LISTED ENTRIES START
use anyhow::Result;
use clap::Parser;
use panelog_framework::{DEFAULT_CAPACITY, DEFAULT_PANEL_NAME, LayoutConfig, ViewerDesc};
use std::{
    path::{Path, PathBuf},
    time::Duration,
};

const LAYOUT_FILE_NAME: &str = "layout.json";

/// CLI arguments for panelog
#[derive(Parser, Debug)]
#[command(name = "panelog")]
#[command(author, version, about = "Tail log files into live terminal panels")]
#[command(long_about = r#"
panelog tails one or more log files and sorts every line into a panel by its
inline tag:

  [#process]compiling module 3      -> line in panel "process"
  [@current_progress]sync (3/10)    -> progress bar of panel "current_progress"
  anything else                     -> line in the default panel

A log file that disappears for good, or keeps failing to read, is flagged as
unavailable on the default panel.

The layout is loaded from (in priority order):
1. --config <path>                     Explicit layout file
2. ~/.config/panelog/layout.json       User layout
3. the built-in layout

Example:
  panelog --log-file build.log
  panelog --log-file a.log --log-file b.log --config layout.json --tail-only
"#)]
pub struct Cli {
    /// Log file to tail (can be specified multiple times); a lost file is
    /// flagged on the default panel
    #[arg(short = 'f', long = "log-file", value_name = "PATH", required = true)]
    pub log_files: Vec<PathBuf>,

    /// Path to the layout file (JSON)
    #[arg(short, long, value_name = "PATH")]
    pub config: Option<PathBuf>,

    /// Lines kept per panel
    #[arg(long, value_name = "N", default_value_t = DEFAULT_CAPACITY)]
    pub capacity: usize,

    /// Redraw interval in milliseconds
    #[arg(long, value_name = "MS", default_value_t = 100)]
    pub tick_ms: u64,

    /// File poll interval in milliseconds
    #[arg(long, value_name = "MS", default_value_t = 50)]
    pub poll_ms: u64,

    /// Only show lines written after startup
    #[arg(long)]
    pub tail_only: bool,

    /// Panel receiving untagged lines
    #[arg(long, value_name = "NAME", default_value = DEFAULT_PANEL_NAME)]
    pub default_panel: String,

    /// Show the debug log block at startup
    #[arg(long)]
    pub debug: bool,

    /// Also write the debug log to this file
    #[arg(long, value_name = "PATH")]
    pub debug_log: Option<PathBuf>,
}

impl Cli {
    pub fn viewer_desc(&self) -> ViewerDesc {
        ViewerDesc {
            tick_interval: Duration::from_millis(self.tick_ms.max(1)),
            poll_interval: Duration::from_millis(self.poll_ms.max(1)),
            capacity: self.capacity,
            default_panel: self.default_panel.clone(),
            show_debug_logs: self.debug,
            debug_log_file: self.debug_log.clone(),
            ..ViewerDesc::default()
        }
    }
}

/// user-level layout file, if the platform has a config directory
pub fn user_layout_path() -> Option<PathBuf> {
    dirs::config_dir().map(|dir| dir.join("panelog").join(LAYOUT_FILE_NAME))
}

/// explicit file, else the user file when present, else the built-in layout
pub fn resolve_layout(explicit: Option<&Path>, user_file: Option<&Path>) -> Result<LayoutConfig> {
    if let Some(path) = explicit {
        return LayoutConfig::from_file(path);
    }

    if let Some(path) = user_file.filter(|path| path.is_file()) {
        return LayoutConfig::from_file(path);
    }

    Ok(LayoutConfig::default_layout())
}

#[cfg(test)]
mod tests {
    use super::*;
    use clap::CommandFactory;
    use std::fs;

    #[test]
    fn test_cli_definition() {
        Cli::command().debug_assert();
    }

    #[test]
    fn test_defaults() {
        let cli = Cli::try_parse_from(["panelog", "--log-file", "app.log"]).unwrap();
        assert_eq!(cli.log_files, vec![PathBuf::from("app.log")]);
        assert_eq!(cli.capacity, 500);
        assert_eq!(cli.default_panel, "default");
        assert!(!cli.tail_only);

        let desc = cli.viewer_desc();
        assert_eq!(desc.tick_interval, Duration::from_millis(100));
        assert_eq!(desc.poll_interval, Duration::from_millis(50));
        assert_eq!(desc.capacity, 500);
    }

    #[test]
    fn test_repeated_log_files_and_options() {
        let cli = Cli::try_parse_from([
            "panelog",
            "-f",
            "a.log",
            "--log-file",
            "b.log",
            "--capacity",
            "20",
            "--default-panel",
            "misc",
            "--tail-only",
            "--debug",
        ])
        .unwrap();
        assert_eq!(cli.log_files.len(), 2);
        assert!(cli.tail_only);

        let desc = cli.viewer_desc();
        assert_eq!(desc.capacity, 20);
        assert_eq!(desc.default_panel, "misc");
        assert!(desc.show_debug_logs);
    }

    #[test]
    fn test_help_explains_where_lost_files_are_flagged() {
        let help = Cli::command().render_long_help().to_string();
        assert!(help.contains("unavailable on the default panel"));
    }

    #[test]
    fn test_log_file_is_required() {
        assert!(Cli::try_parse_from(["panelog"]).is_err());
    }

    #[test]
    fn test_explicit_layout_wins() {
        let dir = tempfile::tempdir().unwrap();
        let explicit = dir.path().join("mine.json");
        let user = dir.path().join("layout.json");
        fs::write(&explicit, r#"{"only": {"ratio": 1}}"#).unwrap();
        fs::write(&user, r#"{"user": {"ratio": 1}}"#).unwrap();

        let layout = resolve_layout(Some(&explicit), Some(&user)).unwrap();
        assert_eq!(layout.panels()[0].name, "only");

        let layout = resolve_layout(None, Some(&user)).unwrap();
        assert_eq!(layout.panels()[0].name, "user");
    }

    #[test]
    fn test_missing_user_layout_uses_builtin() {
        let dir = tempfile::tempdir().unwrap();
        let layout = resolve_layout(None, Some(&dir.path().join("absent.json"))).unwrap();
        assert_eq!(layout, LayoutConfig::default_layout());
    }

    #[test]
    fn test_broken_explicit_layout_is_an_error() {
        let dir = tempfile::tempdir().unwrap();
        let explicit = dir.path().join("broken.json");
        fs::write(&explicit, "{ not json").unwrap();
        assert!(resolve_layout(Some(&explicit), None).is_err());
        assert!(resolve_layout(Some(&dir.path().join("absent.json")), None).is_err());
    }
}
LISTED ENTRIES END
### WORK ORDER
Answer with one number only: how many lines in the data contain the word "startup"?

### SOLUTION FOR THIS PROBLEM
2